THE TASK: Output the data below exactly, down to the last character.

Collection entries
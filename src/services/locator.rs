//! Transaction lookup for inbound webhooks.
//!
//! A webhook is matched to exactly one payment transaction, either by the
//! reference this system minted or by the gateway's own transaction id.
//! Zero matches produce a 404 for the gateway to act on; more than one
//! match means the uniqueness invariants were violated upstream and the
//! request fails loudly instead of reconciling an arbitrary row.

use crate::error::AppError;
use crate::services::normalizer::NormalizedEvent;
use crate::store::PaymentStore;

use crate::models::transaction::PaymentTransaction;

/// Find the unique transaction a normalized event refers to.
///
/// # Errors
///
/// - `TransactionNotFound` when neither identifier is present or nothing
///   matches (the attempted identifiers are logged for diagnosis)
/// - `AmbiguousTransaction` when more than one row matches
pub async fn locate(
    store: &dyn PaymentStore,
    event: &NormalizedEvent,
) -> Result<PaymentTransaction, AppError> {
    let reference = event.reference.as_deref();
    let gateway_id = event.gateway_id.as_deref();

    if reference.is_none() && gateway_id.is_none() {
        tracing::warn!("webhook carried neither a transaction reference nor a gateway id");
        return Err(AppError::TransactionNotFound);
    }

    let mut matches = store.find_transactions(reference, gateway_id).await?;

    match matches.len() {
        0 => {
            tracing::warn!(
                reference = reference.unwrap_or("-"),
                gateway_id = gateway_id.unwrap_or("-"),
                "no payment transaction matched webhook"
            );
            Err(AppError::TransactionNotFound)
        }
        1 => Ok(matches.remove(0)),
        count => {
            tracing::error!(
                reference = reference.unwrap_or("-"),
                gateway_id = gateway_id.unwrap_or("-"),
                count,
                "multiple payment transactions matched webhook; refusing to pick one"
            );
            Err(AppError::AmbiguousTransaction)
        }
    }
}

TASK OUTPUT:
filename src/services/locator.rs
//! Transaction lookup for inbound webhooks.
//!
//! A webhook is matched to exactly one payment transaction, either by the
//! reference this system minted or by the gateway's own transaction id.
//! Zero matches produce a 404 for the gateway to act on; more than one
//! match means the uniqueness invariants were violated upstream and the
//! request fails loudly instead of reconciling an arbitrary row.

use crate::error::AppError;
use crate::services::normalizer::NormalizedEvent;
use crate::store::PaymentStore;

use crate::models::transaction::PaymentTransaction;

/// Find the unique transaction a normalized event refers to.
///
/// # Errors
///
/// - `TransactionNotFound` when neither identifier is present or nothing
///   matches (the attempted identifiers are logged for diagnosis)
/// - `AmbiguousTransaction` when more than one row matches
pub async fn locate(
    store: &dyn PaymentStore,
    event: &NormalizedEvent,
) -> Result<PaymentTransaction, AppError> {
    let reference = event.reference.as_deref();
    let gateway_id = event.gateway_id.as_deref();

    if reference.is_none() && gateway_id.is_none() {
        tracing::warn!("webhook carried neither a transaction reference nor a gateway id");
        return Err(AppError::TransactionNotFound);
    }

    let mut matches = store.find_transactions(reference, gateway_id).await?;

    match matches.len() {
        0 => {
            tracing::warn!(
                reference = reference.unwrap_or("-"),
                gateway_id = gateway_id.unwrap_or("-"),
                "no payment transaction matched webhook"
            );
            Err(AppError::TransactionNotFound)
        }
        1 => Ok(matches.remove(0)),
        count => {
            tracing::error!(
                reference = reference.unwrap_or("-"),
                gateway_id = gateway_id.unwrap_or("-"),
                count,
                "multiple payment transactions matched webhook; refusing to pick one"
            );
            Err(AppError::AmbiguousTransaction)
        }
    }
}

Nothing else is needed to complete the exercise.